Skip to content

Latest commit

 

History

History
 
 

correct_batch_effects_wdn

Correcting for Batch Effects Using Wasserstein Distance

This directory contains reference code for the paper Correcting for Batch Effects Using Wasserstein Distance.

The code is implemented in Tensorflow and the required packages are listed in requirements.txt.

Datasets

The datasets are two different types of embeddings derived from the raw image dataset: https://data.broadinstitute.org/bbbc/BBBC021/. They are CellProfiler embeddings and deep neural network embeddings.

CellProfiler Embeddings

The original CellProfiler embeddings were downloaded from http://pubs.broadinstitute.org/ljosa_jbiomolscreen_2013/ as csv files.

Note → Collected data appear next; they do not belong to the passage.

use std::collections::{BTreeMap, HashMap, HashSet};

use lazy_static::lazy_static;
use ndarray::{Array1, Array2};
use regex::Regex;
use serde::{Deserialize, Serialize};

use super::error::ClassifierError;
use super::utils::normalize_vector;

lazy_static! {
    /// Two or more word characters, the same default as most TF-IDF implementations.
    static ref TOKEN_PATTERN: Regex =
        Regex::new(r"(?u)\b\w\w+\b").expect("token pattern is a valid regex");
}

/// Settings that control tokenization and term weighting.
#[derive(Debug, Clone, PartialEq, Serialize, Deserialize)]
pub struct VectorizerConfig {
    /// Lowercase documents before tokenizing
    pub lowercase: bool,
    /// Add one to document frequencies, as if an extra document contained every term
    pub smooth_idf: bool,
    /// Replace raw term counts with `1 + ln(tf)`
    pub sublinear_tf: bool,
    /// Keep only the most frequent terms across the corpus
    pub max_features: Option<usize>,
}

impl Default for VectorizerConfig {
    fn default() -> Self {
        Self {
            lowercase: true,
            smooth_idf: true,
            sublinear_tf: false,
            max_features: None,
        }
    }
}

/// Converts raw text into L2-normalized TF-IDF feature vectors.
///
/// The vocabulary is indexed in sorted term order, so two fits over the
/// same corpus always produce the same feature layout.
#[derive(Debug, Clone, Default, Serialize, Deserialize)]
pub struct TfidfVectorizer {
    config: VectorizerConfig,
    vocabulary: BTreeMap<String, usize>,
    idf: Array1<f64>,
}

impl TfidfVectorizer {
    pub fn new(config: VectorizerConfig) -> Self {
        Self {
            config,
            vocabulary: BTreeMap::new(),
            idf: Array1::zeros(0),
        }
    }

    /// Splits a document into lowercase (if configured) word tokens.
    pub fn tokenize(&self, text: &str) -> Vec<String> {
        let text = if self.config.lowercase {
            text.to_lowercase()
        } else {
            text.to_string()
        };
        TOKEN_PATTERN
            .find_iter(&text)
            .map(|m| m.as_str().to_string())
            .collect()
    }

    /// Learns the vocabulary and inverse document frequencies from `documents`.
    ///
    /// # Errors
    /// - `ValidationError` if `documents` is empty
    /// - `TrainingError` if no document contains a single token
    pub fn fit(&mut self, documents: &[impl AsRef<str>]) -> Result<(), ClassifierError> {
        if documents.is_empty() {
            return Err(ClassifierError::ValidationError(
                "Cannot fit the vectorizer on an empty corpus".into(),
            ));
        }

        let mut document_frequency: HashMap<String, usize> = HashMap::new();
        let mut corpus_frequency: HashMap<String, usize> = HashMap::new();

        for doc in documents {
            let tokens = self.tokenize(doc.as_ref());
            for token in &tokens {
                *corpus_frequency.entry(token.clone()).or_insert(0) += 1;
            }
            let unique: HashSet<String> = tokens.into_iter().collect();
            for token in unique {
                *document_frequency.entry(token).or_insert(0) += 1;
            }
        }

        if document_frequency.is_empty() {
            return Err(ClassifierError::TrainingError(
                "Empty vocabulary; the documents contain no tokens".into(),
            ));
        }

        let mut terms: Vec<String> = document_frequency.keys().cloned().collect();
        if let Some(limit) = self.config.max_features {
            if limit == 0 {
                return Err(ClassifierError::ValidationError(
                    "max_features must be greater than zero".into(),
                ));
            }
            terms.sort_by(|a, b| corpus_frequency[b].cmp(&corpus_frequency[a]).then_with(|| a.cmp(b)));
            terms.truncate(limit);
        }
        terms.sort();

        let n_documents = documents.len() as f64;
        let smooth = if self.config.smooth_idf { 1.0 } else { 0.0 };
        let idf = terms
            .iter()
            .map(|term| {
                let df = document_frequency[term] as f64;
                ((n_documents + smooth) / (df + smooth)).ln() + 1.0
            })
            .collect::<Array1<f64>>();

        self.vocabulary = terms
            .into_iter()
            .enumerate()
            .map(|(idx, term)| (term, idx))
            .collect();
        self.idf = idf;

        log::debug!("Vectorizer fitted with {} terms", self.vocabulary.len());
        Ok(())
    }

    /// Transforms one document into a TF-IDF vector of width [`Self::vocabulary_size`].
    ///
    /// Tokens outside the vocabulary are ignored; a document without any known
    /// token yields the zero vector.
    pub fn transform(&self, document: &str) -> Result<Array1<f64>, ClassifierError> {
        if !self.is_fitted() {
            return Err(ClassifierError::PredictionError("Vectorizer is not fitted".into()));
        }

        let mut tf = Array1::<f64>::zeros(self.vocabulary.len());
        for token in self.tokenize(document) {
            if let Some(&idx) = self.vocabulary.get(&token) {
                tf[idx] += 1.0;
            }
        }

        if self.config.sublinear_tf {
            tf.mapv_inplace(|count| if count > 0.0 { 1.0 + count.ln() } else { 0.0 });
        }

        let weighted = tf * &self.idf;
        Ok(normalize_vector(&weighted))
    }

    /// Transforms a batch of documents into a `[n_documents, vocabulary_size]` matrix.
    pub fn transform_batch(&self, documents: &[impl AsRef<str>]) -> Result<Array2<f64>, ClassifierError> {
        let mut matrix = Array2::<f64>::zeros((documents.len(), self.vocabulary.len()));
        for (row, doc) in documents.iter().enumerate() {
            matrix.row_mut(row).assign(&self.transform(doc.as_ref())?);
        }
        Ok(matrix)
    }

    pub fn is_fitted(&self) -> bool {
        !self.vocabulary.is_empty()
    }

    pub fn vocabulary_size(&self) -> usize {
        self.vocabulary.len()
    }

    pub fn vocabulary(&self) -> &BTreeMap<String, usize> {
        &self.vocabulary
    }

    pub fn config(&self) -> &VectorizerConfig {
        &self.config
    }

    /// Checks that the vocabulary indices and IDF weights agree.
    pub(crate) fn validate(&self) -> Result<(), ClassifierError> {
        if self.idf.len() != self.vocabulary.len() {
            return Err(ClassifierError::ModelError(format!(
                "Vocabulary has {} terms but {} IDF weights",
                self.vocabulary.len(),
                self.idf.len()
            )));
        }
        let mut seen = vec![false; self.vocabulary.len()];
        for (term, &idx) in &self.vocabulary {
            if idx >= seen.len() || seen[idx] {
                return Err(ClassifierError::ModelError(format!(
                    "Term '{}' has an invalid feature index {}",
                    term, idx
                )));
            }
            seen[idx] = true;
        }
        Ok(())
    }
}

To convert it into a dataframe and save it as an h5 file:

python -m correct_batch_effects_wdn.ljosa_embeddings_to_h5 \
--ljosa_data_directory=${LJOSA_DATA_DIRECTORY}

The h5 file would be saved at

${LJOSA_DATA_DIRECTORY}/ljosa_embeddings_462.h5

We follow the paper https://www.ncbi.nlm.nih.gov/pmc/articles/PMC3884769/ to preprocess the CellProfiler embeddings:

python -m correct_batch_effects_wdn.ljosa_preprocessing \
--original_df=${LJOSA_DATA_DIRECTORY}/ljosa_embeddings_462.h5 \
--post_normalization_path=${LJOSA_DATA_DIRECTORY}/ljosa_embeddings_post_normalized.h5 \
--post_fa_path=${LJOSA_DATA_DIRECTORY}/ljosa_embeddings_post_fa.h5

This would generate two h5 files. The first file is at

${LJOSA_DATA_DIRECTORY}/ljosa_embeddings_post_normalized.h5,

where each dimension of the embeddings has been normalized by percentile matching.

The second file is at

${LJOSA_DATA_DIRECTORY}/ljosa_embeddings_post_fa.h5,

where the post-normalized embeddings have been projected to embeddings with dimension 50 by factor analysis.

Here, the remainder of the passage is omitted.